Soong, who then bore his Chinese name Chai-jui Soong, shipped aboard the U. S. Revenue Cutter Gallatin at Boston. Captain Eric Gabrielson, commanding officer of the cutter, enlisted the sixteen-year old boy in the Service. His name was entered on the muster as “Sun” and he was described as being five feet tall at the time. Young Soong had apparently been previously employed in his uncle’s importing establishment in Boston. It is evident that he went to sea to escape the limitations of a business that held little attraction for him. Accordingly, in January, 1879, he went down to the government pier and boarded the Gallatin, while she was in port on a routine stop. His name appears on the muster list for the first time on January 8, 1879.
The established run of the Gallatin was from Portsmouth, New Hampshire, to Edgartown, Massachusetts, one of the roughest stretches of coast along the Atlantic. The Gallatin, a square-rigged steamer, was a fast, smart cutter, the pride of the mariners of Edgartown, her southernmost home port. Captain Gabrielson, whose home was in Edgartown, was born in Stavanger, Norway, but had spent most of his life at sea. He served in the Union Army during the Civil War, and settled in Edgartown shortly after the war’s end. He married the daughter of Littleton Wimpenny, one of Massachusetts’ foremost maritime figures of the day, November 17, 1867.
Captain Gabrielson, a quiet, sea-wise man, had a profound effect upon the life of Charles Soong, and, because of him, upon the history of modern China. The old inhabitants of Edgartown still remember the Captain and speak of him with a respect bordering on veneration. It is not easy for any stranger to become a part of a small, tradition-rich town as Gabrielson became a part of Edgartown. First of all, he had to be as good a seafaring man as the best of the native mariners, and in the case of a town which has become a symbol of New England’s golden age as a maritime center, acceptance of any man as the equal of its own sons was high tribute indeed.
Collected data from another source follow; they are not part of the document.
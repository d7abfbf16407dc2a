//! Work history extraction

use crate::config::ExtractionConfig;
use crate::processing::profile::ExperienceEntry;
use crate::processing::sections::{SectionKind, SectionSegmenter};
use log::debug;
use regex::Regex;

const DEFAULT_TITLE: &str = "Software Engineer";
const DEFAULT_COMPANY: &str = "Tech Company";
const DEFAULT_DURATION: &str = "2020 - Present";
const DEFAULT_LOCATION: &str = "Remote";
const DEFAULT_DESCRIPTION: &str = "Developing scalable applications";
const DEFAULT_ACHIEVEMENT: &str = "Built modern web applications";

const MAX_HEADER_CHARS: usize = 100;
const MAX_COMPANY_CHARS: usize = 80;
const MIN_DESCRIPTION_CHARS: usize = 30;

pub struct ExperienceExtractor {
    max_entries: usize,
    segmenter: SectionSegmenter,
    role_regex: Regex,
    duration_regex: Regex,
    separator_regex: Regex,
    city_state_regex: Regex,
    work_mode_regex: Regex,
    bullet_regex: Regex,
}

impl Default for ExperienceExtractor {
    fn default() -> Self {
        Self::new(&ExtractionConfig::default())
    }
}

impl ExperienceExtractor {
    pub fn new(config: &ExtractionConfig) -> Self {
        const MONTH: &str = r"(?:jan|feb|mar|apr|may|jun|jul|aug|sep|sept|oct|nov|dec)[a-z]*\.?[ \t]+";

        Self {
            max_entries: config.max_experience_entries,
            segmenter: SectionSegmenter::new(config.min_section_chars),
            role_regex: Regex::new(
                r"(?i)\b(?:engineer|developer|manager|analyst|specialist|consultant|director|lead|architect|designer|scientist|intern|coordinator|administrator|accountant|officer|associate|assistant|executive|technician|programmer)s?(?:[ \t]+(?:i{1,3}|iv|[1-4]))?$",
            )
            .expect("Invalid role regex"),
            duration_regex: Regex::new(&format!(
                r"(?i)\b(?:{m})?\d{{4}}[ \t]*(?:-|–|—|to)[ \t]*(?:(?:{m})?\d{{4}}|present|current|now)\b",
                m = MONTH
            ))
            .expect("Invalid duration regex"),
            separator_regex: Regex::new(r"(?i)^(.+?)[ \t]+(?:at|@|-|–|\|)[ \t]+(.+)$")
                .expect("Invalid title separator regex"),
            city_state_regex: Regex::new(r"\b[A-Z][a-zA-Z]+(?:[ \t][A-Z][a-zA-Z]+)*,[ \t]?[A-Z]{2}\b")
                .expect("Invalid location regex"),
            work_mode_regex: Regex::new(r"(?i)\b(?:remote|hybrid|on-site|onsite)\b")
                .expect("Invalid work mode regex"),
            bullet_regex: Regex::new(r"^[•*\-][ \t]*").expect("Invalid bullet regex"),
        }
    }

    /// Jobs from the experience section (or the whole document when there
    /// is none), in document order. Never empty.
    pub fn extract_experience(&self, text: &str) -> Vec<ExperienceEntry> {
        let (source, in_section) = match self.segmenter.find(text, SectionKind::Experience) {
            Some(section) => (section, true),
            None => {
                debug!("No experience section, scanning whole document");
                (text.to_string(), false)
            }
        };

        let entries: Vec<ExperienceEntry> = self
            .split_blocks(&source, in_section)
            .iter()
            .take(self.max_entries)
            .map(|block| self.parse_block(block))
            .collect();

        if entries.is_empty() {
            debug!("No job blocks found, using placeholder entry");
            return vec![placeholder_entry()];
        }

        entries
    }

    /// A capitalized, non-bullet, non-sentence line whose title part ends
    /// in a role noun. The title part is what precedes an `at`/`-`/`|`
    /// company suffix once any duration is removed.
    fn is_job_start(&self, line: &str) -> bool {
        let starts_upper = line.chars().next().is_some_and(char::is_uppercase);
        if !starts_upper
            || self.is_bullet(line)
            || line.chars().count() > MAX_HEADER_CHARS
            || line.ends_with('.')
        {
            return false;
        }

        let header = self.strip_duration(line);
        let title = self
            .separator_regex
            .captures(&header)
            .and_then(|caps| caps.get(1))
            .map_or(header.as_str(), |m| trim_separators(m.as_str()));
        self.role_regex.is_match(title)
    }

    fn is_bullet(&self, line: &str) -> bool {
        self.bullet_regex.is_match(line)
    }

    /// Group lines under job headers. Lines above the first header belong
    /// to it (or form the only block) inside an experience section; in the
    /// whole-document fallback they are the résumé preamble and are dropped.
    /// A heading line closes the current block.
    fn split_blocks<'a>(&self, text: &'a str, in_section: bool) -> Vec<Vec<&'a str>> {
        let mut preamble: Vec<&str> = Vec::new();
        let mut blocks: Vec<Vec<&str>> = Vec::new();
        let mut closed = false;

        for line in text.lines().map(str::trim).filter(|l| !l.is_empty()) {
            if self.is_job_start(line) {
                blocks.push(vec![line]);
                closed = false;
            } else if self.segmenter.is_heading_line(line) {
                closed = true;
            } else if let Some(current) = blocks.last_mut().filter(|_| !closed) {
                current.push(line);
            } else if blocks.is_empty() && !closed {
                preamble.push(line);
            }
        }

        if in_section {
            // Company or date lines written above the first title belong to it.
            match blocks.first_mut() {
                Some(first) => {
                    let tail = first.split_off(1);
                    first.extend(preamble);
                    first.extend(tail);
                }
                None if !preamble.is_empty() => blocks.push(preamble),
                None => {}
            }
        } else if !preamble.is_empty() {
            debug!("Ignoring {} lines above the first job header", preamble.len());
        }

        blocks
            .into_iter()
            .filter(|block| {
                let chars: usize = block.iter().map(|l| l.chars().count()).sum();
                block.len() >= 2 && chars > 20
            })
            .collect()
    }

    fn parse_block(&self, lines: &[&str]) -> ExperienceEntry {
        let joined = lines.join("\n");

        let duration = self
            .duration_regex
            .find(&joined)
            .map(|m| m.as_str().to_string());

        let location = lines
            .iter()
            .filter(|line| !self.is_bullet(line))
            .find_map(|line| self.find_location(line));

        let header = self.strip_duration(lines[0]);
        let (title, mut company, company_idx) = match self.separator_regex.captures(&header) {
            Some(caps) => (
                trim_separators(&caps[1]).to_string(),
                trim_separators(&caps[2]).to_string(),
                None,
            ),
            None => {
                let second = lines
                    .get(1)
                    .filter(|line| self.is_company_line(line, location.as_deref()))
                    .map(|line| self.strip_duration(line));
                match second {
                    Some(company) => (header.clone(), company, Some(1)),
                    None => (header.clone(), String::new(), None),
                }
            }
        };

        if location.is_some() {
            company = self.strip_location(&company);
        }

        let achievements: Vec<String> = lines
            .iter()
            .filter(|line| self.is_bullet(line))
            .map(|line| self.bullet_regex.replace(line, "").trim().to_string())
            .filter(|line| !line.is_empty())
            .collect();

        let description = lines
            .iter()
            .enumerate()
            .skip(1)
            .filter(|(idx, _)| Some(*idx) != company_idx)
            .map(|(_, line)| *line)
            .find(|line| {
                !self.is_bullet(line)
                    && line.chars().count() >= MIN_DESCRIPTION_CHARS
                    && !self.duration_regex.is_match(line)
                    && location.as_deref() != Some(line.trim())
            });

        ExperienceEntry {
            title: non_empty_or(&title, DEFAULT_TITLE),
            company: non_empty_or(&company, DEFAULT_COMPANY),
            duration: duration.unwrap_or_else(|| DEFAULT_DURATION.to_string()),
            location: location.unwrap_or_else(|| DEFAULT_LOCATION.to_string()),
            description: description
                .map(str::to_string)
                .unwrap_or_else(|| DEFAULT_DESCRIPTION.to_string()),
            achievements: if achievements.is_empty() {
                vec![DEFAULT_ACHIEVEMENT.to_string()]
            } else {
                achievements
            },
        }
    }

    fn find_location(&self, line: &str) -> Option<String> {
        if let Some(m) = self.city_state_regex.find(line) {
            return Some(m.as_str().to_string());
        }
        self.work_mode_regex
            .find(line)
            .map(|m| capitalize(&m.as_str().to_lowercase()))
    }

    fn strip_location(&self, company: &str) -> String {
        let company = self.city_state_regex.replace_all(company, "");
        let company = self.work_mode_regex.replace_all(&company, "");
        trim_separators(&company).to_string()
    }

    fn is_company_line(&self, line: &str, location: Option<&str>) -> bool {
        let stripped = self.strip_duration(line);
        let starts_ok = stripped
            .chars()
            .next()
            .is_some_and(|c| c.is_uppercase() || c.is_ascii_digit());

        starts_ok
            && !self.is_bullet(line)
            && stripped.chars().count() <= MAX_COMPANY_CHARS
            && !stripped.ends_with('.')
            && location.map_or(true, |loc| stripped != loc)
    }

    fn strip_duration(&self, line: &str) -> String {
        trim_separators(&self.duration_regex.replace_all(line, "")).to_string()
    }
}

fn trim_separators(text: &str) -> &str {
    text.trim_matches(|c: char| c.is_whitespace() || matches!(c, ',' | '|' | '-' | '–' | '—' | '(' | ')'))
}

fn non_empty_or(value: &str, default: &str) -> String {
    if value.trim().is_empty() {
        default.to_string()
    } else {
        value.trim().to_string()
    }
}

fn capitalize(word: &str) -> String {
    let mut chars = word.chars();
    match chars.next() {
        Some(first) => first.to_uppercase().chain(chars).collect(),
        None => String::new(),
    }
}

fn placeholder_entry() -> ExperienceEntry {
    ExperienceEntry {
        title: DEFAULT_TITLE.to_string(),
        company: DEFAULT_COMPANY.to_string(),
        duration: DEFAULT_DURATION.to_string(),
        location: DEFAULT_LOCATION.to_string(),
        description: DEFAULT_DESCRIPTION.to_string(),
        achievements: vec![DEFAULT_ACHIEVEMENT.to_string()],
    }
}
Secondly, to be accepted a man had to know when to keep his counsel. The descendant of taciturn Norwegian shipbuilders, Gabrielson was sufficiently reserved to be trusted, and yet sufficiently gregarious, on the other hand, to join in the activities of the town while his ship was in port. In the third place, Edgartown expected a man to set up his home in a house of moderate but dignified appearance. Edgartown mariners lived amidst surroundings of restrained luxury, not in homes of passing comfort, but in stately houses whose simple, modified classical architecture was an external expression of the New England temperament. In sound orthodoxy, the twenty-seven year old Gabrielson acquired an imposing house at the time of his marriage—a house befitting the dignity of his wife, the niece of Judge Pease, the town’s squire.
What was most important of all, as far as Charles Soong’s future was concerned, was that Captain Gabrielson became a member of the Methodist Church at Edgartown and interested himself in its affairs.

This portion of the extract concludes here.